QRW contains several CABs, which are prefabricated containers, modified to meet acceptable engineering standards by incorporating ventilation and plumbing and are free to use (Roma et al., 2010b). They exist in female and male blocks, providing toilets (urinals for men), showers, hand wash and laundry basins, and one block is designed to serve 100 housing units, but in reality, each often serves up to 200 households (where the average household counts on average ‘5.5 people’) (Roma et al., 2010b, p. 2). Moreover, CABs should be within walking distance, approximately 150–200 m from the user’s shelter (Gounden, 2008). The EWS also employs a community member as the caretaker who supervises facilities and reports any faults to the unit (Roma et al., 2010b). The CABs programme supports the Department of Health in enabling the prevention of diseases through related interventions. For example, the 2000 cholera outbreak in KwaZulu-Natal was another catalyst for providing safe free water to informal settlement residents (Sutherland et al., 2014), and bolstered by the recent COVID-19 pandemic. The ablution blocks also serve as a meeting place for community members and a central space for community notices to be pinned due to the likelihood that all members use the facilities daily (Sim et al., 2019).
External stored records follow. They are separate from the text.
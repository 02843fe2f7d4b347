//! Threshold expression evaluation.
//!
//! A threshold expression is a two-token string `<operator> <literal>`
//! (e.g. `"> 100"`, `"== true"`). Both the literal and the observed value
//! are coerced independently into a tagged value before comparison, so
//! `"5"` and `"5.0"` compare equal while `"5"` and `"five"` do not.
//!
//! Evaluation is a pure function of its two string inputs and is safe to
//! call concurrently without synchronization.

use thiserror::Error;

/// Errors for malformed threshold expressions. These are reported against
/// the owning subscription and never abort other subscriptions.
#[derive(Error, Debug, Clone, PartialEq, Eq)]
pub enum ThresholdError {
    #[error("invalid threshold expression `{0}`: expected `<operator> <literal>`")]
    InvalidExpression(String),
    #[error("invalid comparison operator `{0}`")]
    InvalidOperator(String),
}

/// A string value coerced into its inferred type.
#[derive(Debug, Clone, PartialEq)]
pub enum CoercedValue {
    Bool(bool),
    Number(f64),
    Text(String),
}

/// Coerces a raw string into a tagged value: `"true"`/`"false"` become
/// booleans, anything that parses as f64 becomes a number, everything
/// else stays text. Applied to each operand separately.
pub fn coerce(raw: &str) -> CoercedValue {
    match raw {
        "true" => CoercedValue::Bool(true),
        "false" => CoercedValue::Bool(false),
        _ => match raw.parse::<f64>() {
            Ok(n) => CoercedValue::Number(n),
            Err(_) => CoercedValue::Text(raw.to_string()),
        },
    }
}

/// Evaluates `expression` against an observed value.
///
/// Equality operators compare the coerced values structurally; operands of
/// different inferred types are simply unequal. Ordering operators are
/// only defined when both operands coerce to numbers; any other pairing
/// yields `false` rather than an error.
pub fn evaluate(expression: &str, observed: &str) -> Result<bool, ThresholdError> {
    let tokens: Vec<&str> = expression.split_whitespace().collect();
    let &[operator, literal] = tokens.as_slice() else {
        return Err(ThresholdError::InvalidExpression(expression.to_string()));
    };

    let lhs = coerce(observed);
    let rhs = coerce(literal);

    match operator {
        "==" => Ok(lhs == rhs),
        "!=" => Ok(lhs != rhs),
        ">" | "<" | ">=" | "<=" => Ok(compare_ordered(operator, &lhs, &rhs)),
        other => Err(ThresholdError::InvalidOperator(other.to_string())),
    }
}

fn compare_ordered(operator: &str, lhs: &CoercedValue, rhs: &CoercedValue) -> bool {
    // Ordering is only defined for number/number pairs. Mismatched or
    // non-numeric operands yield false, not an error.
    let (CoercedValue::Number(a), CoercedValue::Number(b)) = (lhs, rhs) else {
        return false;
    };
    match operator {
        ">" => a > b,
        "<" => a < b,
        ">=" => a >= b,
        "<=" => a <= b,
        _ => unreachable!("caller only passes ordering operators"),
    }
}
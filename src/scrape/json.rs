//! JSON scraper backend.
//!
//! Fetches the resource URL with a short timeout and drills into the
//! response with a dotted path (`a.b.0.c` over objects and arrays). When
//! the resource carries a `json_key`, that path is applied first to peel
//! off an envelope; if the sub-tree turns out to be a JSON-encoded string
//! it is re-parsed, so nested payloads behave like plain ones.

use crate::core::{Resource, ScrapeError, Scraper};
use anyhow::Context;
use async_trait::async_trait;
use serde_json::Value;
use std::time::Duration;

/// Request budget for JSON endpoints. Conservative, non-retrying.
const REQUEST_TIMEOUT: Duration = Duration::from_secs(3);

pub struct JsonScraper {
    client: reqwest::Client,
}

impl JsonScraper {
    pub fn new() -> anyhow::Result<Self> {
        let client = reqwest::Client::builder()
            .timeout(REQUEST_TIMEOUT)
            .build()
            .context("failed to build HTTP client for JSON scraper")?;
        Ok(Self { client })
    }
}

#[async_trait]
impl Scraper for JsonScraper {
    async fn scrape(&self, resource: &Resource) -> Result<String, ScrapeError> {
        let body = super::fetch_body(&self.client, &resource.url).await?;
        let root: Value = serde_json::from_str(&body)
            .map_err(|e| ScrapeError::Extraction(format!("malformed JSON body: {e}")))?;

        let scope = if resource.json_key.is_empty() {
            root
        } else {
            reparse_if_embedded(lookup(&root, &resource.json_key))
        };

        Ok(render(lookup(&scope, &resource.selector.value)))
    }
}

/// Walks a dotted path through objects and arrays. A path segment that
/// matches nothing yields `Null`, which renders as the empty string
/// (indistinguishable from an observed empty value).
fn lookup(root: &Value, path: &str) -> Value {
    if path.is_empty() {
        return root.clone();
    }
    let mut current = root;
    for segment in path.split('.') {
        current = match current {
            Value::Object(map) => match map.get(segment) {
                Some(v) => v,
                None => return Value::Null,
            },
            Value::Array(items) => match segment.parse::<usize>().ok().and_then(|i| items.get(i)) {
                Some(v) => v,
                None => return Value::Null,
            },
            _ => return Value::Null,
        };
    }
    current.clone()
}

/// Some APIs wrap their payload in a JSON-encoded string field. If the
/// sub-key lands on such a string, parse it so the selector can keep
/// drilling; otherwise keep the value as-is.
fn reparse_if_embedded(value: Value) -> Value {
    match &value {
        Value::String(s) => serde_json::from_str(s).unwrap_or(value),
        _ => value,
    }
}

/// Renders an extracted value the way an untyped consumer expects:
/// strings unquoted, scalars via their display form, missing values as
/// the empty string, and composites as raw JSON.
fn render(value: Value) -> String {
    match value {
        Value::Null => String::new(),
        Value::String(s) => s,
        Value::Bool(b) => b.to_string(),
        Value::Number(n) => n.to_string(),
        composite => composite.to_string(),
    }
}
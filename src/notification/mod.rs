//! Notification channels.
//!
//! Channels implement the [`Notifier`](crate::core::Notifier) trait and
//! are bound to a subscription at most once, before dispatch, by looking
//! up the notification kind tag in a registry. New channels can be
//! registered without touching the pipeline.

pub mod console;
pub mod email;

use crate::core::{NotificationSetting, Notifier};
use std::collections::HashMap;
use std::sync::Arc;

pub use console::ConsoleNotifier;
pub use email::EmailNotifier;

type NotifierFactory = dyn Fn(&NotificationSetting) -> Arc<dyn Notifier> + Send + Sync;

/// Lookup table of notification channel factories keyed on a kind tag.
#[derive(Default)]
pub struct NotifierRegistry {
    factories: HashMap<String, Box<NotifierFactory>>,
}

impl NotifierRegistry {
    pub fn new() -> Self {
        Self::default()
    }

    /// Builds a registry with the built-in `console` and `email` channels.
    pub fn with_defaults() -> Self {
        let mut registry = Self::new();
        registry.register("console", |_| Arc::new(ConsoleNotifier));
        registry.register("email", |setting| {
            Arc::new(EmailNotifier::new(setting.address.clone()))
        });
        registry
    }

    pub fn register<F>(&mut self, kind: impl Into<String>, factory: F)
    where
        F: Fn(&NotificationSetting) -> Arc<dyn Notifier> + Send + Sync + 'static,
    {
        self.factories.insert(kind.into(), Box::new(factory));
    }

    /// Binds the notifier for a subscription's notification setting.
    ///
    /// An empty kind means the subscription wants no channel; an unknown
    /// kind is treated the same way (the result processor falls back to a
    /// local log line when the threshold is reached).
    pub fn bind(&self, setting: &NotificationSetting) -> Option<Arc<dyn Notifier>> {
        self.factories
            .get(&setting.kind)
            .map(|factory| factory(setting))
    }
}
Different Ways of Seeing Infrastructure
The participants of this study stated that they have access to CABs, but the facilities’ access and use are undermined by low maintenance interlinked with challenges to women’s privacy and dignity. Regarding low maintenance, the QRW ‘facilities are broken and blocked all the time’ (Respondent 9), and water pipes leak (Respondent 1). Shower walls were covered with mucus from users cleaning their noses, and toilets often remained unflushed (Respondents 2, 8, 9 & 10). The presence of doors without working locks increases women’s fear of someone entering the bathroom, which impacts women’s feelings of dignity, considered essential by Respondent 3 ‘because the toilet is a private thing’. Additionally, despite being issued separate blocks by the EWS, men and women are often forced to share facilities when the facilities reserved for female users are broken (Respondent 1). In these circumstances, women regarded sanitation facilities as hygienically unsafe:
‘[We] have discovered that these facilities cause sickness to women. I have been in the clinic several times because of urine infection [...] My daughter [...] from Johannesburg used the facilities twice and became sick with the same infection. We are not safe using [these facilities] because we share the toilet with men.’ (Respondent 9)
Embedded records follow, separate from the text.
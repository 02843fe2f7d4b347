//! Core domain types and service traits for sitewatch
//!
//! This module defines the fundamental data structures and trait contracts
//! that govern component interactions throughout the application.

use async_trait::async_trait;
use serde::{Deserialize, Serialize};
use std::collections::HashMap;
use std::sync::Arc;
use thiserror::Error;

/// The declarative extraction rule attached to a [`Resource`].
///
/// `kind`, `threshold` and `frequency` are carried through from the record
/// files but not interpreted by the pipeline (reserved fields).
#[derive(Debug, Clone, Deserialize, Serialize, Default, PartialEq)]
pub struct Selector {
    /// The extraction path: a dotted JSON path for the `json` backend,
    /// a CSS selector for the `html` backend.
    #[serde(default)]
    pub value: String,
    #[serde(default, rename = "type")]
    pub kind: String,
    #[serde(default)]
    pub threshold: String,
    #[serde(default)]
    pub frequency: String,
}

/// A monitored web resource: a URL plus how to extract a value from it.
#[derive(Debug, Clone, Deserialize, Serialize, Default, PartialEq)]
pub struct Resource {
    pub id: String,
    #[serde(default)]
    pub name: String,
    pub url: String,
    #[serde(default)]
    pub selector: Selector,
    /// Extraction backend kind (`json` or `html` out of the box). Used to
    /// select a scraper from the registry; an unknown kind fails at
    /// execution time, never silently.
    pub scraping_type: String,
    /// Optional sub-key applied by the JSON backend before the selector
    /// path, for drilling into nested payloads.
    #[serde(default)]
    pub json_key: String,
    /// Reserved: render the page in a real browser before extraction.
    /// No current backend honors this.
    #[serde(default)]
    pub real_browser: bool,
}

/// A watcher binding a [`Resource`] to a threshold and a notification channel.
#[derive(Debug, Clone, Deserialize, Serialize, Default, PartialEq)]
pub struct Subscription {
    pub id: String,
    /// Identity of the monitored [`Resource`].
    pub website_id: String,
    /// Threshold expression (`<op> <literal>`). Empty means no threshold
    /// check is performed for this subscription.
    #[serde(default)]
    pub threshold: String,
    /// Recurrence hint. Carried but not interpreted by the pipeline.
    #[serde(default)]
    pub frequency: String,
    #[serde(default)]
    pub notification: NotificationSetting,
}

/// How a subscription wants to be notified.
#[derive(Debug, Clone, Deserialize, Serialize, Default, PartialEq)]
pub struct NotificationSetting {
    /// Channel kind: `""` (none), `console` or `email`.
    #[serde(default, rename = "type")]
    pub kind: String,
    #[serde(default)]
    pub address: String,
}

/// Read-only lookup table of resources, keyed by identity.
#[derive(Debug, Clone, Default)]
pub struct ResourceTable {
    by_id: HashMap<String, Arc<Resource>>,
}

impl ResourceTable {
    pub fn new(resources: impl IntoIterator<Item = Resource>) -> Self {
        Self {
            by_id: resources
                .into_iter()
                .map(|r| (r.id.clone(), Arc::new(r)))
                .collect(),
        }
    }

    /// Looks up a resource by identity. A missing identity is a
    /// configuration error surfaced by the caller, not papered over with
    /// an empty placeholder resource.
    pub fn get(&self, id: &str) -> Option<Arc<Resource>> {
        self.by_id.get(id).cloned()
    }

    pub fn len(&self) -> usize {
        self.by_id.len()
    }

    pub fn is_empty(&self) -> bool {
        self.by_id.is_empty()
    }
}

/// Errors produced while executing one unit of scrape work.
#[derive(Error, Debug)]
pub enum ScrapeError {
    /// Network or transport failure, including request construction.
    #[error("request failed: {0}")]
    Fetch(String),
    /// The server answered with a non-2xx status.
    #[error("status code error: {0}")]
    HttpStatus(u16),
    /// The response body could not be parsed, or the selector is invalid.
    #[error("extraction failed: {0}")]
    Extraction(String),
    /// The resource names a backend kind with no registered scraper.
    #[error("no scraper registered for backend kind `{0}`")]
    UnsupportedBackend(String),
    /// The subscription references a resource identity that does not exist.
    #[error("subscription `{0}` references unknown resource `{1}`")]
    UnknownResource(String, String),
}

impl From<reqwest::Error> for ScrapeError {
    fn from(err: reqwest::Error) -> Self {
        ScrapeError::Fetch(err.to_string())
    }
}

// =============================================================================
// Service Traits
// =============================================================================

/// Extracts a string value from a monitored resource.
///
/// Implementations perform one bounded-timeout fetch and apply the
/// resource's selector. A selector that matches nothing yields an empty
/// string, not an error.
#[async_trait]
pub trait Scraper: Send + Sync {
    async fn scrape(&self, resource: &Resource) -> Result<String, ScrapeError>;
}

/// Delivers a notification message over some channel.
#[async_trait]
pub trait Notifier: Send + Sync {
    /// A unique, descriptive name for the channel (e.g., "console",
    /// "email"). Used for logging.
    fn name(&self) -> &str;

    /// Delivers the message, returning the number of bytes written.
    ///
    /// The pipeline imposes no timeout here; slow channels must bound
    /// their own delivery time internally.
    async fn deliver(&self, message: &str) -> anyhow::Result<usize>;
}

/// One unit of dispatched scrape work: a subscription joined with its
/// resolved resource and scraper. Consumed exactly once by exactly one
/// worker.
pub struct WorkItem {
    pub subscription: Arc<Subscription>,
    pub notifier: Option<Arc<dyn Notifier>>,
    /// The resolved scrape target, or the resolution error the worker will
    /// surface as a failure outcome. Dispatch never drops a subscription
    /// silently.
    pub target: Result<(Arc<Resource>, Arc<dyn Scraper>), ScrapeError>,
}

/// The result of executing one [`WorkItem`]. Exactly one outcome is
/// produced per dispatched item.
pub struct Outcome {
    pub subscription: Arc<Subscription>,
    pub notifier: Option<Arc<dyn Notifier>>,
    pub result: Result<(Arc<Resource>, String), ScrapeError>,
}

#[cfg(test)]
mod tests {
    use super::*;
    use figment::providers::{Format, Toml};
    use figment::Figment;

    fn resource(id: &str) -> Resource {
        Resource {
            id: id.to_string(),
            name: format!("Resource {id}"),
            url: format!("http://example.com/{id}"),
            scraping_type: "json".to_string(),
            ..Default::default()
        }
    }

    #[test]
    fn resource_table_lookup_hit_and_miss() {
        let table = ResourceTable::new(vec![resource("a"), resource("b")]);
        assert_eq!(table.len(), 2);
        assert_eq!(table.get("a").unwrap().name, "Resource a");
        assert!(table.get("missing").is_none());
    }

    #[test]
    fn resource_record_deserializes_from_toml() {
        let raw = r#"
            id = "btc"
            name = "Bitcoin price"
            url = "https://api.example.com/price"
            scraping_type = "json"
            json_key = "data"

            [selector]
            value = "quote.usd"
        "#;
        let r: Resource = Figment::new().merge(Toml::string(raw)).extract().unwrap();
        assert_eq!(r.id, "btc");
        assert_eq!(r.selector.value, "quote.usd");
        assert_eq!(r.json_key, "data");
        assert!(!r.real_browser);
    }

    #[test]
    fn subscription_record_defaults_optional_fields() {
        let raw = r#"
            id = "sub-1"
            website_id = "btc"

            [notification]
            type = "email"
            address = "ops@example.com"
        "#;
        let s: Subscription = Figment::new().merge(Toml::string(raw)).extract().unwrap();
        assert_eq!(s.threshold, "");
        assert_eq!(s.frequency, "");
        assert_eq!(s.notification.kind, "email");
        assert_eq!(s.notification.address, "ops@example.com");
    }
}
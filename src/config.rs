//! Configuration management for sitewatch
//!
//! The main `Config` struct is loaded with `figment` by layering defaults,
//! a `sitewatch.toml` file, `SITEWATCH_`-prefixed environment variables
//! and command-line arguments. The monitored-record files
//! (`websites.toml`, `subscriptions.toml`) are decoded here too, into the
//! core `Resource` and `Subscription` records.

use crate::cli::Cli;
use crate::core::{Resource, Subscription};
use anyhow::{Context, Result};
use figment::{
    providers::{Env, Format, Serialized, Toml},
    Figment,
};
use serde::{Deserialize, Serialize};
use std::path::{Path, PathBuf};

/// The main configuration struct for the application.
#[derive(Debug, Deserialize, Serialize, Clone)]
pub struct Config {
    /// The logging level for the application.
    pub log_level: String,
    /// Width of the scrape worker pool.
    pub concurrency: usize,
    /// Capacity of the work and outcome queues.
    pub queue_capacity: usize,
    /// Path to the monitored-resource record file.
    pub resources_file: PathBuf,
    /// Path to the subscription record file.
    pub subscriptions_file: PathBuf,
}

impl Config {
    /// Loads the configuration by layering sources: defaults, file,
    /// environment, and CLI arguments (highest precedence last).
    pub fn load(cli: Cli) -> Result<Self> {
        let config_path = cli
            .config
            .clone()
            .unwrap_or_else(|| PathBuf::from("sitewatch.toml"));
        let config: Config = Figment::new()
            .merge(Serialized::defaults(Config::default()))
            .merge(Toml::file(config_path))
            .merge(Env::prefixed("SITEWATCH_"))
            .merge(cli)
            .extract()?;
        Ok(config)
    }
}

impl Default for Config {
    fn default() -> Self {
        Self {
            log_level: "info".to_string(),
            concurrency: 4,
            queue_capacity: 100,
            resources_file: PathBuf::from("websites.toml"),
            subscriptions_file: PathBuf::from("subscriptions.toml"),
        }
    }
}

#[derive(Debug, Deserialize, Default)]
struct ResourceFile {
    #[serde(default)]
    website: Vec<Resource>,
}

#[derive(Debug, Deserialize, Default)]
struct SubscriptionFile {
    #[serde(default)]
    subscription: Vec<Subscription>,
}

/// Loads the monitored-resource records from a TOML file of `[[website]]`
/// tables.
pub fn load_resources(path: &Path) -> Result<Vec<Resource>> {
    let file: ResourceFile = Figment::new()
        .merge(Toml::file_exact(path))
        .extract()
        .with_context(|| format!("failed to load resources from {}", path.display()))?;
    Ok(file.website)
}

/// Loads the subscription records from a TOML file of `[[subscription]]`
/// tables.
pub fn load_subscriptions(path: &Path) -> Result<Vec<Subscription>> {
    let file: SubscriptionFile = Figment::new()
        .merge(Toml::file_exact(path))
        .extract()
        .with_context(|| format!("failed to load subscriptions from {}", path.display()))?;
    Ok(file.subscription)
}

#[cfg(test)]
mod tests {
    use super::*;
    use std::io::Write;

    fn write_temp(content: &str) -> tempfile::NamedTempFile {
        let mut file = tempfile::Builder::new().suffix(".toml").tempfile().unwrap();
        write!(file, "{content}").unwrap();
        file
    }

    #[test]
    fn loads_resource_records() {
        let file = write_temp(
            r#"
            [[website]]
            id = "btc"
            name = "Bitcoin price"
            url = "https://api.example.com/price"
            scraping_type = "json"
            json_key = "data"
            [website.selector]
            value = "quote.usd"

            [[website]]
            id = "shop"
            name = "Widget shop"
            url = "https://shop.example.com"
            scraping_type = "html"
            [website.selector]
            value = ".price"
            "#,
        );

        let resources = load_resources(file.path()).unwrap();
        assert_eq!(resources.len(), 2);
        assert_eq!(resources[0].id, "btc");
        assert_eq!(resources[1].selector.value, ".price");
    }

    #[test]
    fn loads_subscription_records() {
        let file = write_temp(
            r#"
            [[subscription]]
            id = "sub-1"
            website_id = "btc"
            threshold = "> 50000"
            [subscription.notification]
            type = "console"
            "#,
        );

        let subscriptions = load_subscriptions(file.path()).unwrap();
        assert_eq!(subscriptions.len(), 1);
        assert_eq!(subscriptions[0].threshold, "> 50000");
        assert_eq!(subscriptions[0].notification.kind, "console");
    }

    #[test]
    fn empty_record_file_yields_no_records() {
        let file = write_temp("");
        assert!(load_resources(file.path()).unwrap().is_empty());
        assert!(load_subscriptions(file.path()).unwrap().is_empty());
    }

    #[test]
    fn missing_record_file_is_an_error() {
        let missing = Path::new("/nonexistent/records.toml");
        assert!(load_resources(missing).is_err());
    }
}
Furthermore, access to the facilities varies according to temporality. Some caretakers lock the facilities at night, and some women appeared afraid to use facilities during the night-time due to safety concerns, tied to fears of sexual violence:
‘It is not safe to go there at night because it is dark and there is a rapist walking around at night. We feel not safe at night as women. Men’s experiences are different because the men do not fear to go to the toilet at night while women fear to go alone.’ (Respondent 12)
Women and men have different requirements regarding access to facilities. Women’s sanitation needs cannot be easily scheduled and are subject to additional biological imperatives that can arise at any time, such as menstruation (Gonsalves et al., 2015). These realities impact achieving gender equality and dignity embedded in South Africa’s Constitution. Existing infrastructure problems have repercussions for women regarding their everyday access to adequate and safe communal sanitation facilities. These serve to increase gendered inequalities and challenge their dignity, privacy and health. All of which can inhibit the realisation of rights and full citizenship. These negative consequences of policies are often unintended, and adverse outcomes cannot always be attributed to specific actors. Such passive outcomes are conceptualised by Rodger and O’Neill (2012, p.407) as passive infrastructural violence, which is distinct from active infrastructural violence, where there is the intentional physical exclusion of users, and relates rather to when the ‘socially harmful effects derive from infrastructure’s limitations and omissions rather than its direct consequences’. In QRW, increased fear of harassment and consequently restricted access to sanitation facilities at night is not a consequence intended by the EWS. Increased GBV is rather attributed to unequal gender relations and historical cultures of violence. Poor quality services similarly are a function of significant historical neglect and infrastructure failure. Such impacts directly affect the citizenship experience of women. Additional impacts on women’s use and experiences of CABs include crowding around these facilities due to high user numbers. Above, we noted that CABs were servicing far more residents than planned. Low capacity of facilities increases the time burden for CAB users often a function of, and further entrenching the challenges of, gendered roles:
‘[…] After you have finished washing you have to carry heavy washing to where you live. I have to fetch more than five buckets of water to bathe in the house. I hate doing laundry because I have to wait in the queue or wash in the house. That causes my back to become sore.’ (Respondent 9)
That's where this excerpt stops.